To be honest, any long-distance service 'randomly' patronized is likely to require socially-based subsidy if it is to run regularly, let alone frequently or to satisfy demand for 'daylight' access to many city pairs.  The situation is more observable with transit, outside of areas where the whole demand can be satisfied with only a few hours' completely schedulable service per day.

In addition, even the provision of less-frequent 'boutique' LD trains, or even services appended to scheduled LD trains, has not been long-term successful -- and that, I think, is true independent of opportunity cost for the capital used on those ventures.  It might be interesting to see what 'social subsidy' claims could be advanced for private ventures approximating some of Amtrak's national coverage, or filling 'obvious' gaps in that coverage not suitable for some reason to fill with "local political support".

In very few cases would I expect nonsubsidized ventures to come anywhere near the cost of purchasing and then maintaining new equipment.  Heaven knows Ed Ellis had relatively low costs in those areas -- and still wound up as he did.

 

It is sobering.
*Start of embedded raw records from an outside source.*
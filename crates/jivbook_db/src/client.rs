//! Database client for Jivbook
//!
//! A thin wrapper around an `sqlx::Any` pool so the repositories stay agnostic of
//! the concrete backend selected by the URL scheme.

use crate::error::DbError;
use jivbook_config::{AppConfig, DatabaseConfig};
use sqlx::pool::PoolOptions;
use sqlx::Pool;
use std::path::Path;
use std::str::FromStr;
use std::sync::Arc;
use std::time::Duration;
use tracing::{debug, error, info};

/// Database client for Jivbook
#[derive(Debug, Clone)]
pub struct DbClient {
    /// The database connection pool
    pool: Pool<sqlx::Any>,
}

impl DbClient {
    /// Create a new database client from the application configuration
    ///
    /// # Errors
    ///
    /// This function will return an error if:
    ///
    /// * The database configuration is missing
    /// * The database URL is empty
    /// * The database connection fails
    pub async fn new(config: &Arc<AppConfig>) -> Result<Self, DbError> {
        let db_config = config
            .database
            .as_ref()
            .ok_or_else(|| DbError::ConfigError("Database configuration is missing".to_string()))?;

        Self::from_config(db_config).await
    }

    /// Create a new database client from a database configuration
    pub async fn from_config(db_config: &DatabaseConfig) -> Result<Self, DbError> {
        if db_config.url.is_empty() {
            return Err(DbError::ConfigError("Database URL is empty".to_string()));
        }

        Self::from_url(&db_config.url).await
    }

    /// Create a new database client from a database URL
    ///
    /// `sqlite::memory:` gives a private in-memory database, which is what the
    /// repository tests run against.
    pub async fn from_url(db_url: &str) -> Result<Self, DbError> {
        if db_url.is_empty() {
            return Err(DbError::UrlError("Database URL is empty".to_string()));
        }

        let pool = Self::create_pool(db_url).await?;
        Ok(Self { pool })
    }

    async fn create_pool(db_url: &str) -> Result<Pool<sqlx::Any>, DbError> {
        debug!("Creating database pool with URL: {}", db_url);

        // The Any driver only knows the backends compiled in through features
        sqlx::any::install_default_drivers();

        let in_memory = db_url.contains(":memory:");

        // Every connection to :memory: opens its own empty database, so the pool
        // must hold exactly one connection and never recycle it.
        let pool_options = if in_memory {
            PoolOptions::new()
                .max_connections(1)
                .min_connections(1)
                .idle_timeout(None)
                .max_lifetime(None)
        } else {
            PoolOptions::new()
                .max_connections(5)
                .acquire_timeout(Duration::from_secs(3))
                .idle_timeout(Duration::from_secs(600))
        };

        if db_url.starts_with("sqlite:") && !in_memory {
            Self::ensure_sqlite_file(db_url)?;
        }

        let pool = pool_options
            .connect_with(sqlx::any::AnyConnectOptions::from_str(db_url)?)
            .await
            .map_err(|e| {
                error!("Failed to create database pool: {}", e);
                DbError::PoolError(e.to_string())
            })?;

        info!("Database pool created successfully");
        Ok(pool)
    }

    /// SQLite refuses to open a missing file through the Any driver, so create it
    /// (and its directory) up front.
    fn ensure_sqlite_file(db_url: &str) -> Result<(), DbError> {
        // Handle both "sqlite:example.db" and "sqlite://example.db" formats
        let db_path = db_url
            .strip_prefix("sqlite://")
            .or_else(|| db_url.strip_prefix("sqlite:"))
            .unwrap_or(db_url);
        let db_path = db_path.split('?').next().unwrap_or(db_path);
        if db_path.is_empty() {
            return Ok(());
        }

        let path = Path::new(db_path);
        if let Some(dir) = path.parent() {
            if !dir.as_os_str().is_empty() && !dir.exists() {
                debug!("Creating directory for SQLite database: {:?}", dir);
                std::fs::create_dir_all(dir).map_err(|e| {
                    error!("Failed to create directory for SQLite database: {}", e);
                    DbError::PoolError(format!("Failed to create directory: {}", e))
                })?;
            }
        }

        if !path.exists() {
            debug!("Creating empty SQLite database file: {}", db_path);
            std::fs::File::create(path).map_err(|e| {
                error!("Failed to create SQLite database file: {}", e);
                DbError::PoolError(format!("Failed to create database file: {}", e))
            })?;
        }
        Ok(())
    }

    /// Get the database connection pool
    pub fn pool(&self) -> &Pool<sqlx::Any> {
        &self.pool
    }

    /// Execute a statement that takes no parameters, returning the affected row count
    pub async fn execute(&self, query: &str) -> Result<u64, DbError> {
        sqlx::query(query)
            .execute(&self.pool)
            .await
            .map(|r| r.rows_affected())
            .map_err(|e| DbError::QueryError(e.to_string()))
    }

    /// Check if the database is healthy
    pub async fn is_healthy(&self) -> bool {
        sqlx::query("SELECT 1").execute(&self.pool).await.is_ok()
    }
}

impl std::fmt::Display for DbClient {
    fn fmt(&self, f: &mut std::fmt::Formatter<'_>) -> std::fmt::Result {
        write!(f, "DbClient")
    }
}

#[cfg(test)]
mod tests {
    use super::*;

    #[tokio::test]
    async fn test_in_memory_client_is_healthy() {
        let client = DbClient::from_url("sqlite::memory:").await.unwrap();
        assert!(client.is_healthy().await);
    }

    #[tokio::test]
    async fn test_in_memory_database_survives_between_queries() {
        let client = DbClient::from_url("sqlite::memory:").await.unwrap();
        client
            .execute("CREATE TABLE smoke (id INTEGER PRIMARY KEY)")
            .await
            .unwrap();
        let inserted = client.execute("INSERT INTO smoke (id) VALUES (1)").await.unwrap();
        assert_eq!(inserted, 1);
    }

    #[tokio::test]
    async fn test_missing_database_section_is_config_error() {
        let config = Arc::new(AppConfig::default());
        let result = DbClient::new(&config).await;
        assert!(matches!(result, Err(DbError::ConfigError(_))));
    }

    #[tokio::test]
    async fn test_empty_url_is_rejected() {
        assert!(matches!(
            DbClient::from_url("").await,
            Err(DbError::UrlError(_))
        ));
    }
}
If only 18% of LD train ridership is from small towns and rural areas between end points and larger intermediate cities, that percentage is even less of total Amtrak ridership. Although Amtrak has been around 50 years,  any justification for continuing that legacy service has expired with time,  other than as an inducement (bribe)  to small population Western state senators to pass Amtrak subsidy budgets. 

My impression of Ed Ellis was that he was more of carnival barker than rail operator.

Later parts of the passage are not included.